The Hail Project

Cotton Seed and Jon Bloom co-founded the Hail project in the Neale lab in Fall 2015 to help the genetics community harness the flood of sequenced genomes in order to unravel the genetic architecture of disease. Our open-source framework is already being used to analyze the largest genetic data sets in existence, to power dozens of major academic studies, and to meet the exploding needs of hospitals, diagnostic labs, and industry.

The Hail Team is embedded inside one of the world’s leading biomedical and genomics research institutes, anchoring the global heart of biotech right across from MIT. We implement distributed algorithms on top of our custom-built language, compiler, and run-time system to support querying, aggregation, and linear algebra on hundreds of thousands of human genomes. We thrive on diverse challenges: language and compiler design, low-level performance optimization, architecture of distributed systems, scaling of established methods and invention of new ones, visualization, interoperability with other powerful tools, and close collaboration with the scientists around us.

Why Hail? Why now?

Like particle physics, astronomy, and tech before, biology has firmly entered the fourth paradigm of data-intensive science in which we measure everything and run computational experiments on the data. Genetic datasets for disease association studies now run in the tens of terabytes, doubling every eight months. RNA-sequencing datasets measuring gene expression at single-cell resolution are measured in gigabytes but doubling far faster in the quest for a Human Cell Atlas. Much of this data comes from the Broad Genomics Platform, the largest producer of human genomics information in the world.
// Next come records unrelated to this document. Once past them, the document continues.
//! Message reconciliation.
//!
//! A room's visible conversation comes from two sources: a one-shot history
//! fetch and the live subscription. [`MessageReconciler`] merges them into a
//! single sequence in arrival order: history first, in server order, then live
//! messages as their frames arrive. Nothing is re-sorted by timestamp.
//!
//! The live stream is at-least-once: a reconnect can redeliver, and a catch-up
//! page can overlap the stream. Server identifiers are unique within a room, so
//! a message whose identifier has already been seen is dropped.

use std::collections::HashSet;

use guidechat_proto::{ChatMessage, MessageId};

/// Ordered, duplicate-free message buffer for one room session.
///
/// # Invariants
///
/// - Every history message precedes every live message, whatever order the
///   history fetch and the first live frames complete in.
/// - No two entries share a server-assigned identifier.
#[derive(Debug, Clone, Default)]
pub struct MessageReconciler {
    /// Displayed sequence.
    messages: Vec<ChatMessage>,
    /// Server identifiers present in `messages`.
    seen: HashSet<MessageId>,
    /// Live messages that arrived before the history was installed.
    pending: Vec<ChatMessage>,
    /// History has been installed.
    initialized: bool,
}

impl MessageReconciler {
    /// Create an empty, uninitialized reconciler.
    pub fn new() -> Self {
        Self::default()
    }

    /// History has been installed.
    pub fn is_initialized(&self) -> bool {
        self.initialized
    }

    /// Replace the buffer with `history`.
    ///
    /// Live messages that arrived early are kept and placed after the history.
    pub fn initialize(&mut self, history: Vec<ChatMessage>) {
        let early = std::mem::take(&mut self.pending);
        self.messages.clear();
        self.seen.clear();
        self.initialized = true;

        let history_len = history.len();
        let dropped = history
            .into_iter()
            .chain(early)
            .map(|message| self.push(message))
            .filter(|appended| !appended)
            .count();

        tracing::debug!(history = history_len, dropped, total = self.messages.len(), "history installed");
    }

    /// Append one live message. Returns `false` if it was a duplicate.
    pub fn append(&mut self, message: ChatMessage) -> bool {
        if self.initialized {
            return self.push(message);
        }

        let duplicate =
            message.id.is_some() && self.pending.iter().any(|held| held.id == message.id);
        if duplicate {
            return false;
        }
        self.pending.push(message);
        true
    }

    /// Append a catch-up page. Returns how many messages were new.
    pub fn extend(&mut self, messages: impl IntoIterator<Item = ChatMessage>) -> usize {
        messages.into_iter().map(|message| self.append(message)).filter(|appended| *appended).count()
    }

    /// Current displayed sequence.
    pub fn snapshot(&self) -> &[ChatMessage] {
        &self.messages
    }

    /// Number of displayed messages.
    pub fn len(&self) -> usize {
        self.messages.len()
    }

    /// No messages displayed.
    pub fn is_empty(&self) -> bool {
        self.messages.is_empty()
    }

    /// Highest server identifier seen. Cursor for catch-up fetches.
    pub fn last_id(&self) -> Option<MessageId> {
        self.seen.iter().max().copied()
    }

    /// Clear everything, including early live messages.
    pub fn reset(&mut self) {
        self.messages.clear();
        self.seen.clear();
        self.pending.clear();
        self.initialized = false;
    }

    fn push(&mut self, message: ChatMessage) -> bool {
        if let Some(id) = message.id
            && !self.seen.insert(id)
        {
            tracing::debug!(message_id = id, room_id = message.room_id, "duplicate message dropped");
            return false;
        }
        self.messages.push(message);
        true
    }
}

#[cfg(test)]
mod tests {
    use super::*;

    fn msg(id: Option<u64>, content: &str) -> ChatMessage {
        ChatMessage {
            id,
            room_id: 1,
            sender_id: 2,
            content: content.into(),
            created_at: None,
        }
    }

    fn ids(reconciler: &MessageReconciler) -> Vec<Option<u64>> {
        reconciler.snapshot().iter().map(|m| m.id).collect()
    }

    #[test]
    fn history_then_live() {
        let mut r = MessageReconciler::new();
        r.initialize(vec![msg(Some(1), "a"), msg(Some(2), "b")]);
        assert!(r.append(msg(Some(3), "c")));
        assert_eq!(ids(&r), vec![Some(1), Some(2), Some(3)]);
    }

    #[test]
    fn early_live_messages_follow_history() {
        let mut r = MessageReconciler::new();
        r.append(msg(Some(3), "live"));
        assert!(r.snapshot().is_empty());

        r.initialize(vec![msg(Some(1), "a"), msg(Some(2), "b")]);
        assert_eq!(ids(&r), vec![Some(1), Some(2), Some(3)]);
    }

    #[test]
    fn duplicates_by_id_are_dropped() {
        let mut r = MessageReconciler::new();
        r.initialize(vec![msg(Some(1), "a")]);
        assert!(!r.append(msg(Some(1), "a again")));
        assert_eq!(r.len(), 1);
    }

    #[test]
    fn early_message_already_in_history_is_dropped() {
        let mut r = MessageReconciler::new();
        r.append(msg(Some(2), "b"));
        r.initialize(vec![msg(Some(1), "a"), msg(Some(2), "b")]);
        assert_eq!(ids(&r), vec![Some(1), Some(2)]);
    }

    #[test]
    fn messages_without_id_are_never_deduplicated() {
        let mut r = MessageReconciler::new();
        r.initialize(vec![]);
        assert!(r.append(msg(None, "x")));
        assert!(r.append(msg(None, "x")));
        assert_eq!(r.len(), 2);
    }

    #[test]
    fn extend_counts_new_messages() {
        let mut r = MessageReconciler::new();
        r.initialize(vec![msg(Some(1), "a"), msg(Some(2), "b")]);
        let added = r.extend(vec![msg(Some(2), "b"), msg(Some(3), "c"), msg(Some(4), "d")]);
        assert_eq!(added, 2);
        assert_eq!(r.last_id(), Some(4));
    }

    #[test]
    fn arrival_order_is_kept_over_ids() {
        let mut r = MessageReconciler::new();
        r.initialize(vec![]);
        r.append(msg(Some(9), "late id first"));
        r.append(msg(Some(5), "early id second"));
        assert_eq!(ids(&r), vec![Some(9), Some(5)]);
    }

    #[test]
    fn reset_clears_pending_too() {
        let mut r = MessageReconciler::new();
        r.append(msg(Some(3), "early"));
        r.reset();
        r.initialize(vec![]);
        assert!(r.is_empty());
        assert!(!MessageReconciler::new().is_initialized());
    }
}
With such staggering advances and investment in high-throughput perturbation and measurement, technical barriers to discovery are rapidly shifting from biological to computational. We believe there is a unique opportunity to transform the practice of computational biology by applying deep ideas from computer science and mathematics to build the next generation of modular, scalable tools for analyzing massive genetic and biological data. These tools will drive the development of new treatments and biotechnologies and fundamentally advance our understanding of life itself.

Models, Inference, and Algorithms Initiative

We run the Models, Inference & Algorithms Initiative to foster community and pedagogy in greater Boston at the interface of computational biology, mathematical theory, and computer science.